In 1983, Allen introduced a resolution calling for Ontario to be made a nuclear-free zone. It was defeated by a vote of 63 to 38. As the NDP critic for Constitutional Affairs and a member of l'Association interparlementaire de langue francaise, Allen was a vocal supporter of the Meech Lake Accord, and with Liberal critic, Charles Beer, drafted the Ontario Legislature's official report on the Accord.

===In government===
The NDP won the provincial election of 1990. Given his academic background, Allen was appointed Minister of Colleges and Universities and Minister of Skills Development on October 1, 1990. He was also charged with creating an Ontario Training and Adjustment Board to establish a comprehensive training program in Ontario.

In the cabinet shuffle of February 3, 1993, Allen was asked to become a Minister Without Portfolio in order to take responsibility for international trade. On August 22, 1994, he was re-appointed to a full cabinet position as Minister of Housing.

The NDP were defeated in the provincial election of 1995, and Allen lost the Hamilton West riding to Progressive Conservative Lillian Ross by over 4,000 votes.

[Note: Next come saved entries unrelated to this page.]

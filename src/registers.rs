/*!
    structs and consts for the registers of a standard slave's RAM used by this master. This should be used instead of any hardcoded register value.

    The goal of this file is to gather all physical memory registers at one place, so what you see here is exactly what you can expect in a slave.
*/

use core::fmt;
use bilge::prelude::*;
use crate::data::{self, Field};

pub mod address {
    use super::*;

    /// register of the station address, aka the fixed slave address
    /// ETG.1000.4 table 32
    pub const fixed: Field<u16> = Field::simple(0x0010);
    /// slave address alias
    /// ETG.1000.4 table 32
    pub const alias: Field<u16> = Field::simple(0x0012);
}

pub mod dl {
    use super::*;

    /// type of the slave controller, first byte of the DL information block (ETG.1000.4 table 31)
    ///
    /// every slave answers a read of it, so a broadcast read counts the slaves
    pub const ty: Field<u8> = Field::simple(0x0000);
}

/// AL (Application Layer) registers are controling the communication state of a slave
pub mod al {
    use super::*;

    pub const control: Field<AlControlRequest> = Field::simple(0x0120);
    pub const status: Field<AlStatus> = Field::simple(0x0130);
    /// the AL status code, reason of the last error indicated in [status]
    pub const error: Field<u16> = Field::simple(0x0134);
}

/// SII (Slave Information Interface) allows to retreive declarative informations about a slave (like a manifest) like product code, vendor, etc
pub mod sii {
    use super::*;

	pub const control: Field<SiiControl> = Field::simple(0x0502);
	/// register contains the word address in the slave information interface which is accessed by the next read operation
	pub const address: Field<u32> = Field::simple(0x0504);
	/// register contains the data read by the last read operation
	pub const data: Field<[u8; 4]> = Field::simple(0x0508);
}

/// FMMU (Fieldbus Memory Management Unit) is controling the mapping (copy) for a slave's physical memory from/to logical memory
pub const fmmu: FMMU = FMMU {address: 0x0600, num: 16};

/**
    SM (Sync Managers) are used for configuring and controling two distinct things:
    - mailbox exchanges (CoE, FoE, ...)
    - pdo exchanges (copying PDO data to slave's physical memory)
*/
pub mod sync_manager {
    use super::*;

	pub const interface: SyncManager = SyncManager {address: 0x0800, num: 16};
}



/// ETG.1000.6 table 9
#[bitsize(8)]
#[derive(FromBits, DebugBits, Copy, Clone, Eq, PartialEq, Default)]
pub struct AlControlRequest {
    /// requested state of communication
    pub state: AlMixedState,
    /// if true, the error indication of [AlStatus::error] will be reset
    pub ack: bool,
    /// request of id instead of error code in [al::error]
    pub request_id: bool,
    reserved_0: u2,
}
data::bilge_pdudata!(AlControlRequest, u8);
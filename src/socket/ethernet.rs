use std::io;
use std::os::fd::{AsRawFd, FromRawFd, OwnedFd};
use core::task::{Poll, Context, ready};
use packed_struct::prelude::*;
use tokio::io::unix::AsyncFd;
use log::debug;
use super::EthercatSocket;

/// ethernet type: ethercat
const ETHERCAT_TYPE: u16 = 0x88a4;
/// the master's source address, slaves only flip one bit of it when forwarding
const MASTER_MAC: [u8; 6] = [0x12, 0x10, 0x10, 0x10, 0x10, 0x10];
const BROADCAST_MAC: [u8; 6] = [0xff; 6];
/// maximum ethernet frame size without FCS, which is handled by the network card
const MAX_ETHERNET_FRAME: usize = 1514;
/// minimum ethernet frame size without FCS
const MIN_ETHERNET_FRAME: usize = 60;
const HEADER_SIZE: usize = 14;


/**
    Raw socket allowing direct ethercat com, but only one segment on the ethernet network

    Raw sockets are not implemented in std::net, so here is an implementation found in `smoltcp` and `ethercrab`, registered non-blocking in the tokio reactor.
    This implementation is linux-specific
*/
#[derive(Debug)]
pub struct EthernetSocket {
    lower: AsyncFd<OwnedFd>,
}

impl EthernetSocket {
    /// open the given network interface, this needs the `CAP_NET_RAW` capability
    ///
    /// must be called from a tokio runtime
    pub fn new(interface: &str) -> io::Result<Self> {
        if interface.len() >= libc::IF_NAMESIZE || interface.is_empty() {
            return Err(io::Error::new(io::ErrorKind::InvalidInput, "invalid interface name"));
        }

        // create
        let lower = unsafe {
            let lower = libc::socket(
                // Ethernet II frames
                libc::AF_PACKET,
                libc::SOCK_RAW | libc::SOCK_NONBLOCK,
                ETHERCAT_TYPE.to_be() as i32,
            );
            if lower == -1 {
                return Err(io::Error::last_os_error());
            }
            // closed on drop, including on the error paths below
            OwnedFd::from_raw_fd(lower)
        };

        // bind
        let mut ifreq = ifreq_for(interface);
        let sockaddr = libc::sockaddr_ll {
            sll_family: libc::AF_PACKET as u16,
            sll_protocol: ETHERCAT_TYPE.to_be(),
            sll_ifindex: ifreq_ioctl(lower.as_raw_fd(), &mut ifreq, libc::SIOCGIFINDEX)?,
            sll_hatype: 1,
            sll_pkttype: 0,
            sll_halen: 6,
            sll_addr: [0; 8],
        };
        unsafe {
            let res = libc::bind(
                lower.as_raw_fd(),
                &sockaddr as *const libc::sockaddr_ll as *const libc::sockaddr,
                std::mem::size_of::<libc::sockaddr_ll>() as libc::socklen_t,
            );
            if res == -1 {
                return Err(io::Error::last_os_error());
            }
        }

        // the registered descriptor is owned by the AsyncFd and stays open until it drops
        let lower = unsafe {AsyncFd::register(lower)?};
        Ok(Self {lower})
    }

    /// read one ethernet frame, returning its size and whether it was emitted by this host
    fn read(lower: &OwnedFd, packed: &mut [u8]) -> io::Result<(usize, bool)> {
        let mut source: libc::sockaddr_ll = unsafe {std::mem::zeroed()};
        let mut source_len = std::mem::size_of::<libc::sockaddr_ll>() as libc::socklen_t;
        let len = unsafe {
            libc::recvfrom(
                lower.as_raw_fd(),
                packed.as_mut_ptr() as *mut libc::c_void,
                packed.len(),
                0,
                &mut source as *mut libc::sockaddr_ll as *mut libc::sockaddr,
                &mut source_len,
            )
        };
        if len < 0 {
            return Err(io::Error::last_os_error());
        }
        Ok((len as usize, source.sll_pkttype == libc::PACKET_OUTGOING))
    }
}

impl EthercatSocket for EthernetSocket {
    fn poll_receive(&self, cx: &mut Context<'_>, data: &mut [u8]) -> Poll<io::Result<usize>> {
        let mut packed = [0u8; MAX_ETHERNET_FRAME];
        loop {
            let mut guard = ready!(self.lower.poll_read_ready(cx))?;
            let (len, outgoing) = match guard.try_io(|lower| Self::read(lower.get_ref(), &mut packed)) {
                Ok(result) => result?,
                Err(_would_block) => continue,
            };
            if outgoing || len < HEADER_SIZE {
                continue
            }
            let header = EthernetHeader::unpack_from_slice(&packed[.. HEADER_SIZE])
                .map_err(|_| io::Error::new(io::ErrorKind::InvalidData, "malformed ethernet header"))?;
            if header.ty != ETHERCAT_TYPE {
                debug!("ignoring ethernet frame of type {:#06x}", header.ty);
                continue
            }
            let content = &packed[HEADER_SIZE .. len];
            let size = content.len().min(data.len());
            data[.. size].copy_from_slice(&content[.. size]);
            return Poll::Ready(Ok(size))
        }
    }
    fn poll_send(&self, cx: &mut Context<'_>, data: &[u8]) -> Poll<io::Result<()>> {
        let mut packed = heapless::Vec::<u8, MAX_ETHERNET_FRAME>::new();
        let header = EthernetHeader {
            dst: BROADCAST_MAC,
            src: MASTER_MAC,
            // vlan is said to be optional and this is not present in most ethercat frames, so will not be used here
            ty: ETHERCAT_TYPE,
            }.pack()
            .map_err(|_| io::Error::new(io::ErrorKind::InvalidData, "cannot pack ethernet header"))?;
        let overflow = || io::Error::new(io::ErrorKind::InvalidInput, "ethercat frame too big for ethernet");
        packed.extend_from_slice(&header).map_err(|_| overflow())?;
        packed.extend_from_slice(data).map_err(|_| overflow())?;
        if packed.len() < MIN_ETHERNET_FRAME {
            packed.resize(MIN_ETHERNET_FRAME, 0).map_err(|_| overflow())?;
        }

        loop {
            let mut guard = ready!(self.lower.poll_write_ready(cx))?;
            let written = guard.try_io(|lower| {
                let len = unsafe {
                    libc::write(
                        lower.get_ref().as_raw_fd(),
                        packed.as_ptr() as *const libc::c_void,
                        packed.len(),
                    )
                };
                if len < 0 {Err(io::Error::last_os_error())}
                else {Ok(len as usize)}
            });
            match written {
                Ok(Ok(len)) if len == packed.len() => return Poll::Ready(Ok(())),
                Ok(Ok(_)) => return Poll::Ready(Err(io::Error::new(io::ErrorKind::WriteZero, "ethernet frame partially sent"))),
                Ok(Err(err)) => return Poll::Ready(Err(err)),
                Err(_would_block) => continue,
            }
        }
    }
    fn max_frame(&self) -> usize {
        MAX_ETHERNET_FRAME - HEADER_SIZE
    }
}


// intermediate C-like structures and functions

#[repr(C)]
#[derive(Debug)]
struct ifreq {
    ifr_name: [libc::c_char; libc::IF_NAMESIZE],
    ifr_data: libc::c_int, /* ifr_ifindex or ifr_mtu */
}

fn ifreq_ioctl(
    lower: libc::c_int,
    ifreq: &mut ifreq,
    cmd: libc::c_ulong,
) -> io::Result<libc::c_int> {
    unsafe {
        let res = libc::ioctl(lower, cmd, ifreq as *mut ifreq);
        if res == -1 {
            return Err(io::Error::last_os_error());
        }
    }
    Ok(ifreq.ifr_data)
}

fn ifreq_for(name: &str) -> ifreq {
    let mut ifreq = ifreq {
        ifr_name: [0; libc::IF_NAMESIZE],
        ifr_data: 0,
    };
    for (i, byte) in name.as_bytes().iter().enumerate() {
        ifreq.ifr_name[i] = *byte as libc::c_char
    }
    ifreq
}


#[derive(PackedStruct, Clone, Debug)]
#[packed_struct(size_bytes="14", bit_numbering = "msb0", endian = "msb")]
struct EthernetHeader {
    #[packed_field(bytes="0:5")]  dst: [u8;6],
    #[packed_field(bytes="6:11")]  src: [u8;6],
    #[packed_field(bytes="12:13")]  ty: u16,
}


#[cfg(test)]
mod tests {
    use super::*;

    #[test]
    fn header_layout() {
        let packed = EthernetHeader {
            dst: BROADCAST_MAC,
            src: MASTER_MAC,
            ty: ETHERCAT_TYPE,
            }.pack().unwrap();
        assert_eq!(&packed[.. 6], &[0xff; 6]);
        assert_eq!(&packed[6 .. 12], &MASTER_MAC);
        assert_eq!(&packed[12 ..], &[0x88, 0xa4]);
    }

    #[test]
    fn interface_name() {
        // refused before any descriptor is opened, so no runtime nor capability is needed
        for name in ["", "an_interface_name_too_long"] {
            let err = EthernetSocket::new(name).unwrap_err();
            assert_eq!(err.kind(), io::ErrorKind::InvalidInput);
        }
    }
}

Allen moved on to become chairperson of the Board of Wesley Urban Ministries in Hamilton (1996–2001) and resumed a career of historical research and writing.

Rae ministry, Province of Ontario (1990–1995)
Cabinet posts (3)
| Predecessor | Office | Successor |
| Evelyn Gigantes | Minister of Housing 1994–1995 | Al Leach |
| Sean Conway | Minister of Skills Development 1990–1993 | 'Position abolished^{1}' |
| Sean Conway | Ministry of Colleges and Universities 1990–1993 | 'Position abolished^{1}' |
Notes and references
1. The ministry was folded into an Education super-ministry led by Dave Cooke.